Asrama TPB-IPB – Deskripsi Fisik

Asrama TPB terdiri atas dua unit, yaitu asrama putra dan asrama putri. Asrama untuk putri sendiri terdiri atas 2 sub-unit yaitu asrama putri dan rusunawa (rumah susun mahasiswa wanita). Asrama putra dan putri terpisah sejauh kurang dari satu kilometer. Untuk selanjutnya gua bakal cuma membahas asrama putra.

Asrama putra terdiri dari tiga gedung. Yaitu gedung C1 sampai C3. Tiap gedung ada dua lantai, yaitu lantai atas dan lantai bawah. Tiap lantai terdiri dari 10 lorong (koridor). Tiap koridor terdiri dari 10-20 kamar. Tiap koridor disediakan satu buah setrika dan satu buah dispenser.

Di depan asrama, masih di dalam gedung, ada sebuah kantin gedung. Ini adalah warung dan tempat makan terdekat dari kamar. Sistem pembelian prasmanan tapi Anda hendaknya diharuskan membawa piring sendiri. Makananannya agak mahal lho. Jadi mendingan beli di luar. Sedangkan di lantai dua (di atas kantin) ada mushola. Penulis merekomendasikan antum semua untuk sholat di Masjid Al-Hurriyyah karena alasan fadhilah.

Di dalam kamar, ketika Anda baru pertama kali masuk, akan ada 2 buah ranjang bertingkat, jadi total tempat tidur di kamar ada 4 buah + kasur + 1 bantal untuk tiap kasur. Ada juga 4 buah kursi, 2 buah meja (belajar), 2 buah lampu belajar, satu lemari dengan 4 pintu, 2 buah jendela, serta satu buah pintu untuk keluar/masuk kamar. Penerangan di dalam kamar bisa dibilang bagus, dengan 2 buah lampu TL (tube lamp) (neon), sehingga ke-terang-annya hampir seterang kamar di rumahku (penulis). Semua furnitur terbuat dari kayu, dengan finishing pernis. Lantai di asrama keseluruhannya menggunakan keramik warna putih. Liat aja nih:

Kamar asrama

Pada setiap lorong, tersedia 2-8 kamar mandi dan 2-4 WC. Tempat mencuci ada di sebelah KM yang gede. Kamar mandi dan WC-nya lumayan bersih, dengan theme biru (Luna). Jadi, sampai saat ini belum dijumpai antrian untuk ke KM ataupun ke WC mengingat banyaknya jumlah kedua hal tersebut.

Tempat jemuran ada di sebelah gedung. Silahkan Anda mencari sendiri.

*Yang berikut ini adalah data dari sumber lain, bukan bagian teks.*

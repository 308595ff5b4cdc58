use serde::{Deserialize, Serialize};

use super::ModelError;

/// Macro to generate enum with as_str + std::str::FromStr pattern.
/// The string form is also the serde representation.
macro_rules! str_enum {
    ($name:ident { $($variant:ident => $s:literal),+ $(,)? }) => {
        #[derive(Debug, Clone, Copy, PartialEq, Eq, Hash, Serialize, Deserialize)]
        pub enum $name {
            $(#[serde(rename = $s)] $variant),+
        }

        impl $name {
            pub const ALL: &'static [$name] = &[$(Self::$variant),+];

            pub fn as_str(&self) -> &'static str {
                match self {
                    $(Self::$variant => $s),+
                }
            }
        }

        impl std::fmt::Display for $name {
            fn fmt(&self, f: &mut std::fmt::Formatter<'_>) -> std::fmt::Result {
                f.write_str(self.as_str())
            }
        }

        impl std::str::FromStr for $name {
            type Err = ModelError;

            fn from_str(s: &str) -> Result<Self, Self::Err> {
                match s {
                    $($s => Ok(Self::$variant)),+,
                    _ => Err(ModelError::InvalidEnum {
                        field: stringify!($name).into(),
                        value: s.into(),
                    }),
                }
            }
        }
    };
}

str_enum!(ParameterStatus {
    Normal => "Normal",
    Low => "Low",
    Moderate => "Moderate",
    High => "High",
    Critical => "Critical",
});

impl ParameterStatus {
    /// Anything other than `Normal` is surfaced to the reader.
    pub fn is_flagged(&self) -> bool {
        !matches!(self, Self::Normal)
    }
}

str_enum!(ExtractionProfile {
    Basic => "basic",
    Comprehensive => "comprehensive",
});

impl ExtractionProfile {
    /// Whether an entry whose minimum profile is `required` is active under `self`.
    pub fn includes(&self, required: ExtractionProfile) -> bool {
        match self {
            Self::Comprehensive => true,
            Self::Basic => required == Self::Basic,
        }
    }
}

impl Default for ExtractionProfile {
    fn default() -> Self {
        Self::Comprehensive
    }
}

str_enum!(ParameterCategory {
    BloodCount => "complete_blood_count",
    Lipids => "lipid_profile",
    Liver => "liver_function",
    Kidney => "kidney_function",
    Electrolytes => "electrolytes",
    Thyroid => "thyroid_function",
    Diabetes => "diabetes",
    VitaminsMinerals => "vitamins_minerals",
    Inflammatory => "inflammatory",
    Cardiac => "cardiac",
    Vitals => "vital_signs",
});

str_enum!(ParameterKey {
    // Complete blood count
    Hemoglobin => "hemoglobin",
    Rbc => "rbc",
    Wbc => "wbc",
    Platelets => "platelets",
    Hematocrit => "hematocrit",
    Mcv => "mcv",
    Mch => "mch",
    Mchc => "mchc",
    Rdw => "rdw",
    // Lipid profile
    TotalCholesterol => "total_cholesterol",
    Ldl => "ldl",
    Hdl => "hdl",
    Triglycerides => "triglycerides",
    Vldl => "vldl",
    // Liver function
    Alt => "alt",
    Ast => "ast",
    Alp => "alp",
    Ggt => "ggt",
    TotalBilirubin => "total_bilirubin",
    DirectBilirubin => "direct_bilirubin",
    Albumin => "albumin",
    TotalProtein => "total_protein",
    // Kidney function
    Creatinine => "creatinine",
    Bun => "bun",
    UricAcid => "uric_acid",
    Egfr => "egfr",
    // Electrolytes
    Sodium => "sodium",
    Potassium => "potassium",
    Chloride => "chloride",
    Calcium => "calcium",
    Magnesium => "magnesium",
    // Thyroid function
    Tsh => "tsh",
    FreeT4 => "free_t4",
    FreeT3 => "free_t3",
    // Diabetes markers
    Glucose => "glucose",
    Hba1c => "hba1c",
    // Vitamins and minerals
    VitaminD => "vitamin_d",
    VitaminB12 => "vitamin_b12",
    Iron => "iron",
    Ferritin => "ferritin",
    // Inflammatory markers
    Crp => "crp",
    Esr => "esr",
    // Cardiac markers
    Troponin => "troponin",
    Bnp => "bnp",
    // Composite
    BloodPressure => "blood_pressure",
});
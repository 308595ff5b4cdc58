//! Clinical severity tiers per parameter.
//!
//! Dispatch is on the catalog key, never on display-name substrings, so
//! "Total Cholesterol" and "HDL Cholesterol" can never pick up each
//! other's rule. Thresholds are inclusive on the flagged side where the
//! table uses `>=`/`<` boundaries (glucose 100 is Moderate, 126 Critical).

use crate::models::enums::{ParameterKey, ParameterStatus};
use crate::models::report::MeasuredValue;

use ParameterStatus::{Critical, High, Low, Moderate, Normal};

/// Assign a tier to a measured value. Parameters without a rule are
/// `Normal`; a composite value on a single-value key (or the reverse)
/// is also `Normal`.
pub fn classify(key: ParameterKey, value: &MeasuredValue) -> ParameterStatus {
    match *value {
        MeasuredValue::Single(v) => classify_single(key, v),
        MeasuredValue::Pair {
            systolic,
            diastolic,
        } if key == ParameterKey::BloodPressure => classify_blood_pressure(systolic, diastolic),
        MeasuredValue::Pair { .. } => Normal,
    }
}

fn classify_single(key: ParameterKey, v: f64) -> ParameterStatus {
    match key {
        ParameterKey::Rbc => outside(v, 4.0, 5.5, Moderate),
        ParameterKey::Wbc => outside(v, 4.0, 11.0, Moderate),
        ParameterKey::Platelets => {
            if v < 100.0 || v > 500.0 {
                Critical
            } else {
                outside(v, 150.0, 400.0, Moderate)
            }
        }
        ParameterKey::Hemoglobin => {
            if v < 10.0 || v > 18.0 {
                Critical
            } else {
                outside(v, 12.0, 16.0, Moderate)
            }
        }
        ParameterKey::Hematocrit => outside(v, 36.0, 48.0, Moderate),
        ParameterKey::TotalCholesterol => at_least(v, 200.0, 240.0),
        ParameterKey::Ldl => at_least(v, 130.0, 160.0),
        ParameterKey::Hdl => {
            if v < 40.0 {
                Low
            } else if v > 60.0 {
                High
            } else {
                Normal
            }
        }
        ParameterKey::Triglycerides => at_least(v, 150.0, 200.0),
        ParameterKey::Alt | ParameterKey::Ast => above(v, 40.0, 80.0),
        ParameterKey::Creatinine => above(v, 1.3, 2.0),
        ParameterKey::Bun => above(v, 20.0, 40.0),
        ParameterKey::Tsh => outside(v, 0.4, 4.0, Moderate),
        ParameterKey::Glucose => {
            if v < 70.0 {
                Low
            } else {
                at_least(v, 100.0, 126.0)
            }
        }
        ParameterKey::VitaminD => deficient(v, 30.0, 20.0),
        ParameterKey::VitaminB12 => deficient(v, 300.0, 200.0),
        _ => Normal,
    }
}

/// Hypertension staging on either reading.
fn classify_blood_pressure(systolic: u16, diastolic: u16) -> ParameterStatus {
    if systolic >= 140 || diastolic >= 90 {
        Critical
    } else if systolic >= 130 || diastolic >= 80 {
        Moderate
    } else {
        Normal
    }
}

/// `tier` when strictly below `low` or strictly above `high`.
fn outside(v: f64, low: f64, high: f64, tier: ParameterStatus) -> ParameterStatus {
    if v < low || v > high {
        tier
    } else {
        Normal
    }
}

/// `>= critical` is Critical, `>= moderate` is Moderate.
fn at_least(v: f64, moderate: f64, critical: f64) -> ParameterStatus {
    if v >= critical {
        Critical
    } else if v >= moderate {
        Moderate
    } else {
        Normal
    }
}

/// `> critical` is Critical, `> moderate` is Moderate.
fn above(v: f64, moderate: f64, critical: f64) -> ParameterStatus {
    if v > critical {
        Critical
    } else if v > moderate {
        Moderate
    } else {
        Normal
    }
}

/// `< critical` is Critical, `< low` is Low.
fn deficient(v: f64, low: f64, critical: f64) -> ParameterStatus {
    if v < critical {
        Critical
    } else if v < low {
        Low
    } else {
        Normal
    }
}

#[cfg(test)]
mod tests {
    use super::*;

    fn single(key: ParameterKey, v: f64) -> ParameterStatus {
        classify(key, &MeasuredValue::Single(v))
    }

    fn bp(systolic: u16, diastolic: u16) -> ParameterStatus {
        classify(
            ParameterKey::BloodPressure,
            &MeasuredValue::Pair {
                systolic,
                diastolic,
            },
        )
    }

    #[test]
    fn glucose_boundaries_are_inclusive_on_flagged_side() {
        assert_eq!(single(ParameterKey::Glucose, 99.9), Normal);
        assert_eq!(single(ParameterKey::Glucose, 100.0), Moderate);
        assert_eq!(single(ParameterKey::Glucose, 125.9), Moderate);
        assert_eq!(single(ParameterKey::Glucose, 126.0), Critical);
        assert_eq!(single(ParameterKey::Glucose, 69.0), Low);
        assert_eq!(single(ParameterKey::Glucose, 70.0), Normal);
    }

    #[test]
    fn hemoglobin_tiers() {
        assert_eq!(single(ParameterKey::Hemoglobin, 9.5), Critical);
        assert_eq!(single(ParameterKey::Hemoglobin, 10.0), Moderate);
        assert_eq!(single(ParameterKey::Hemoglobin, 11.9), Moderate);
        assert_eq!(single(ParameterKey::Hemoglobin, 12.0), Normal);
        assert_eq!(single(ParameterKey::Hemoglobin, 16.0), Normal);
        assert_eq!(single(ParameterKey::Hemoglobin, 17.0), Moderate);
        assert_eq!(single(ParameterKey::Hemoglobin, 18.5), Critical);
    }

    #[test]
    fn platelet_tiers() {
        assert_eq!(single(ParameterKey::Platelets, 90.0), Critical);
        assert_eq!(single(ParameterKey::Platelets, 120.0), Moderate);
        assert_eq!(single(ParameterKey::Platelets, 250.0), Normal);
        assert_eq!(single(ParameterKey::Platelets, 450.0), Moderate);
        assert_eq!(single(ParameterKey::Platelets, 501.0), Critical);
    }

    #[test]
    fn blood_counts() {
        assert_eq!(single(ParameterKey::Rbc, 3.9), Moderate);
        assert_eq!(single(ParameterKey::Rbc, 5.6), Moderate);
        assert_eq!(single(ParameterKey::Rbc, 4.8), Normal);
        assert_eq!(single(ParameterKey::Wbc, 11.5), Moderate);
        assert_eq!(single(ParameterKey::Wbc, 3.5), Moderate);
        assert_eq!(single(ParameterKey::Wbc, 7.0), Normal);
        assert_eq!(single(ParameterKey::Hematocrit, 35.0), Moderate);
        assert_eq!(single(ParameterKey::Hematocrit, 49.0), Moderate);
        assert_eq!(single(ParameterKey::Hematocrit, 42.0), Normal);
    }

    #[test]
    fn lipid_tiers() {
        assert_eq!(single(ParameterKey::TotalCholesterol, 150.0), Normal);
        assert_eq!(single(ParameterKey::TotalCholesterol, 200.0), Moderate);
        assert_eq!(single(ParameterKey::TotalCholesterol, 240.0), Critical);
        assert_eq!(single(ParameterKey::Ldl, 129.0), Normal);
        assert_eq!(single(ParameterKey::Ldl, 130.0), Moderate);
        assert_eq!(single(ParameterKey::Ldl, 160.0), Critical);
        assert_eq!(single(ParameterKey::Triglycerides, 150.0), Moderate);
        assert_eq!(single(ParameterKey::Triglycerides, 200.0), Critical);
    }

    #[test]
    fn hdl_has_low_and_high() {
        assert_eq!(single(ParameterKey::Hdl, 35.0), Low);
        assert_eq!(single(ParameterKey::Hdl, 40.0), Normal);
        assert_eq!(single(ParameterKey::Hdl, 60.0), Normal);
        assert_eq!(single(ParameterKey::Hdl, 65.0), High);
    }

    #[test]
    fn liver_and_kidney_use_strict_thresholds() {
        assert_eq!(single(ParameterKey::Alt, 40.0), Normal);
        assert_eq!(single(ParameterKey::Alt, 41.0), Moderate);
        assert_eq!(single(ParameterKey::Ast, 80.0), Moderate);
        assert_eq!(single(ParameterKey::Ast, 81.0), Critical);
        assert_eq!(single(ParameterKey::Creatinine, 1.3), Normal);
        assert_eq!(single(ParameterKey::Creatinine, 1.5), Moderate);
        assert_eq!(single(ParameterKey::Creatinine, 2.1), Critical);
        assert_eq!(single(ParameterKey::Bun, 20.0), Normal);
        assert_eq!(single(ParameterKey::Bun, 25.0), Moderate);
        assert_eq!(single(ParameterKey::Bun, 41.0), Critical);
    }

    #[test]
    fn thyroid_tiers() {
        assert_eq!(single(ParameterKey::Tsh, 0.3), Moderate);
        assert_eq!(single(ParameterKey::Tsh, 2.0), Normal);
        assert_eq!(single(ParameterKey::Tsh, 4.5), Moderate);
    }

    #[test]
    fn vitamin_deficiency_tiers() {
        assert_eq!(single(ParameterKey::VitaminD, 15.0), Critical);
        assert_eq!(single(ParameterKey::VitaminD, 25.0), Low);
        assert_eq!(single(ParameterKey::VitaminD, 30.0), Normal);
        assert_eq!(single(ParameterKey::VitaminB12, 150.0), Critical);
        assert_eq!(single(ParameterKey::VitaminB12, 250.0), Low);
        assert_eq!(single(ParameterKey::VitaminB12, 450.0), Normal);
    }

    #[test]
    fn blood_pressure_staging() {
        assert_eq!(bp(118, 76), Normal);
        assert_eq!(bp(130, 70), Moderate);
        assert_eq!(bp(120, 80), Moderate);
        assert_eq!(bp(145, 95), Critical);
        assert_eq!(bp(135, 90), Critical);
    }

    #[test]
    fn unruled_parameters_are_normal() {
        assert_eq!(single(ParameterKey::Ferritin, 5000.0), Normal);
        assert_eq!(single(ParameterKey::Crp, 0.0), Normal);
        assert_eq!(single(ParameterKey::Sodium, 120.0), Normal);
    }

    #[test]
    fn mismatched_value_shape_is_normal() {
        assert_eq!(
            classify(
                ParameterKey::Glucose,
                &MeasuredValue::Pair {
                    systolic: 200,
                    diastolic: 120
                }
            ),
            Normal
        );
        assert_eq!(single(ParameterKey::BloodPressure, 200.0), Normal);
    }
}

Asrama dibatasi oleh pagar kawat berduri yang mengelilingi dari ujung ke ujung. Di depan asrama ada pos satpam, sampingnya ada tempat parkir motor. Depannya ada kantor SR dan warnet gratis yang gak pernah buka.

Selain di kantin, Anda juga bisa membeli beragam keperluan lain (=jajan) di koperasi yang ada di tengah-tengah. Lumayan lengkap kok. Hampir kaya AlfaMart.

Mengenai hiburan, di asrama disediakan 2 buah tipi untuk tiap gedung, satu di kantin, satu lagi di atas. Di tengah-tengah gedung ada lapangan berumput hijau yang biasa digunakan untuk main bulutangkis. Ada juga lapangan basket, lapangan sepakbola (dua-duanya di luar gedung) dan tanjakan yang dapat Anda pergunakan untuk perosotan.

Fasilitas di asrama putra memang tidak selengkap di asrama putri. Di asrama putri ada “agrimart” (afiliasi Indomaret) dan kantin yang jauh lebih gede. Warnetnya pun kabarnya aktif, tidak seperti di tempat putra. Selain itu, di asrama putri-lah bertempat para birokrat pengelola asrama. Ambulans asrama juga ada di sana. Sedangkan rusunawa adalah asrama tambahan bagi putri mengingat jumlahnya yang >2 kali jumlah putra. Gedungnya aja tingkat 6 (yang ada kamarnya cuma 4 tingkat sih).

Dengan fasilitas yang cukup lengkap seperti itu, sebenarnya cukup beralasan untuk bisa betah di asrama. Namun karena tidak seperti di rumah atau di kos-kosan, maka alasan untuk betah tersebut bisa hilang. Maka, Anda seharusnya sering pulang kampung agar ketidakbetahan tersebut hilang. Sekian tulisan ini. Inysaallah akan dilanjutkan.